25.10.13

BOYFRIEND


carinho,
me resgatou do buraco, das barras, das putas mágoas de bêbado apaixonado – sou um bruxo antes dos trinta & não te absolvo por me abandonar antes do segundo beijo, como se eu fosse uma cadela esfomeada, doida por pau, segredo & literatura.
penso nos trópicos, na meia dúzia de bananas: um pingo de sensibilidade longe da tua zona de conforto  –  olhar de pantera mascarado por fluxos de escuridão, quando dei adeus às sleeping pills & enchi a cara numa compensação difícil.
nem porra, nem puta – você criou asas enquanto eu despencava do meu próprio andar de um metro & oitenta, então resolvi escrever um livro sobre a pós-modernidade que oprime, deprime & que não manda flores no dia seguinte.
amei você quando não havia sol ou pudor.
espinhos, cristais escondidos, falésias: coração comparado às andorinhas da paixão universal.
mantive os diários sob o poder das gavetas. mutilação das linhas de expressão quando sonhei com o ator pornô húngaro a me livrar da frigidez numa cama chinfrim de motel  pago com o limite do meu cartão de crédito.
escolhemos a suíte pole dance com hidro & demarquei cada centímetro com a língua, olhos, nádegas em profusão – depois fui embora com um sorriso de viúva alegre estampado nas fuças.

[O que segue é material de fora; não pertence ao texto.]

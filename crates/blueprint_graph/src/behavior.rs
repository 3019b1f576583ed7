// SPDX-License-Identifier: MIT OR Apache-2.0
//! Node behaviors and the context they run in.
//!
//! A behavior is tagged by the capabilities it provides. The engine dispatches
//! on the tag: nodes without an execute capability pass control straight
//! through their unnamed exec output, nodes without a resolver yield
//! [`PinValue::Null`].

use crate::engine::{ExecutionEngine, ExecutionError, Frame};
use crate::log::LogSeverity;
use crate::node::{Node, ScratchState};
use crate::pin::PinId;
use crate::value::PinValue;
use futures::future::BoxFuture;
use parking_lot::MutexGuard;
use std::fmt;
use std::sync::Arc;

/// Future returned by behavior callbacks
pub type BehaviorFuture<'a, T> = BoxFuture<'a, Result<T, ExecutionError>>;

/// Control-flow side effect of a node.
///
/// Implementations call [`NodeContext::trigger`] zero or more times to
/// continue execution downstream.
pub trait ExecuteHandler: Send + Sync {
    /// Run the node. `trigger` is the input pin execution arrived through,
    /// `None` when the node was started by the run coordinator.
    fn execute<'a>(&'a self, ctx: NodeContext<'a>, trigger: Option<PinId>)
        -> BehaviorFuture<'a, ()>;
}

/// Value computation for a node's output pins.
pub trait OutputResolver: Send + Sync {
    /// Compute the value of the output pin named `pin_name`
    fn resolve<'a>(&'a self, ctx: NodeContext<'a>, pin_name: &'a str)
        -> BehaviorFuture<'a, PinValue>;
}

/// Capability-tagged node behavior
#[derive(Clone, Default)]
pub enum NodeBehavior {
    /// No capabilities: pass-through on execute, `Null` on resolve
    #[default]
    Passive,
    /// Control-flow only
    Executable(Arc<dyn ExecuteHandler>),
    /// Data only
    Resolvable(Arc<dyn OutputResolver>),
    /// Control flow and data
    Both {
        /// Execute capability
        execute: Arc<dyn ExecuteHandler>,
        /// Resolve capability
        resolve: Arc<dyn OutputResolver>,
    },
}

impl NodeBehavior {
    /// Behavior with only an execute capability
    pub fn executable(handler: impl ExecuteHandler + 'static) -> Self {
        Self::Executable(Arc::new(handler))
    }

    /// Behavior with only a resolve capability
    pub fn resolvable(resolver: impl OutputResolver + 'static) -> Self {
        Self::Resolvable(Arc::new(resolver))
    }

    /// Behavior with both capabilities
    pub fn both(
        handler: impl ExecuteHandler + 'static,
        resolver: impl OutputResolver + 'static,
    ) -> Self {
        Self::Both {
            execute: Arc::new(handler),
            resolve: Arc::new(resolver),
        }
    }

    /// The execute capability, if any
    pub fn executor(&self) -> Option<&dyn ExecuteHandler> {
        match self {
            Self::Executable(h) | Self::Both { execute: h, .. } => Some(h.as_ref()),
            Self::Passive | Self::Resolvable(_) => None,
        }
    }

    /// The resolve capability, if any
    pub fn resolver(&self) -> Option<&dyn OutputResolver> {
        match self {
            Self::Resolvable(r) | Self::Both { resolve: r, .. } => Some(r.as_ref()),
            Self::Passive | Self::Executable(_) => None,
        }
    }

    /// Short name of the capability tag
    pub fn kind(&self) -> &'static str {
        match self {
            Self::Passive => "passive",
            Self::Executable(_) => "executable",
            Self::Resolvable(_) => "resolvable",
            Self::Both { .. } => "both",
        }
    }
}

impl fmt::Debug for NodeBehavior {
    fn fmt(&self, f: &mut fmt::Formatter<'_>) -> fmt::Result {
        write!(f, "NodeBehavior::{}", self.kind())
    }
}

/// Handle given to a behavior while it runs.
///
/// Calls back into the engine extend the active call path, which is how
/// cycles in the graph are caught.
#[derive(Clone, Copy)]
pub struct NodeContext<'a> {
    engine: &'a ExecutionEngine<'a>,
    node: &'a Node,
    frame: &'a Frame<'a>,
}

impl<'a> NodeContext<'a> {
    pub(crate) fn new(engine: &'a ExecutionEngine<'a>, node: &'a Node, frame: &'a Frame<'a>) -> Self {
        Self {
            engine,
            node,
            frame,
        }
    }

    /// Resolve the value of one of this node's inputs
    pub async fn input(&self, pin_name: &str) -> Result<PinValue, ExecutionError> {
        self.engine
            .resolve_input_at(self.node.id(), pin_name, Some(self.frame))
            .await
    }

    /// Continue execution through one of this node's exec outputs
    pub async fn trigger(&self, pin_name: &str) -> Result<(), ExecutionError> {
        self.engine
            .trigger_output_at(self.node.id(), pin_name, Some(self.frame))
            .await
    }

    /// Write a line to the run log
    pub fn log(&self, message: &str, severity: LogSeverity) {
        self.engine.log_sink().log(message, severity);
    }

    /// Host-edited default value of an input
    pub fn default_value(&self, pin_name: &str) -> Option<&'a PinValue> {
        self.node.default_value(pin_name)
    }

    /// Lock this node's scratch state.
    ///
    /// The guard must be dropped before the next `.await`.
    pub fn state(&self) -> MutexGuard<'a, ScratchState> {
        self.node.state()
    }
}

o lado b do amor tão obscuro, vendendo meu próprio peixe para que você me ame, ou na pior das hipóteses, desmembrar as vértebras do meu prazer em ambientes dominados por cães na sarjeta & dignidade na estratosfera.
mas pago o preço, encaro as duas faces da moeda & planejo cada passo na alcova.
os quadriláteros do abandono estão aqui representados, dançamos ao som do jazz diante dos canteiros centrais & das vias expressas não plastificadas.
resta-me rasgar as tuas pernas, queixo, memória & afeto aos frangalhos: tiro de espingarda no coração. aí o clima esquenta & sou obrigado a me desfazer das histórias onde interpretei megeras, datilógrafas ninfomaníacas, divas abandonadas.
me livro do luxo, da intelectualidade & do frio.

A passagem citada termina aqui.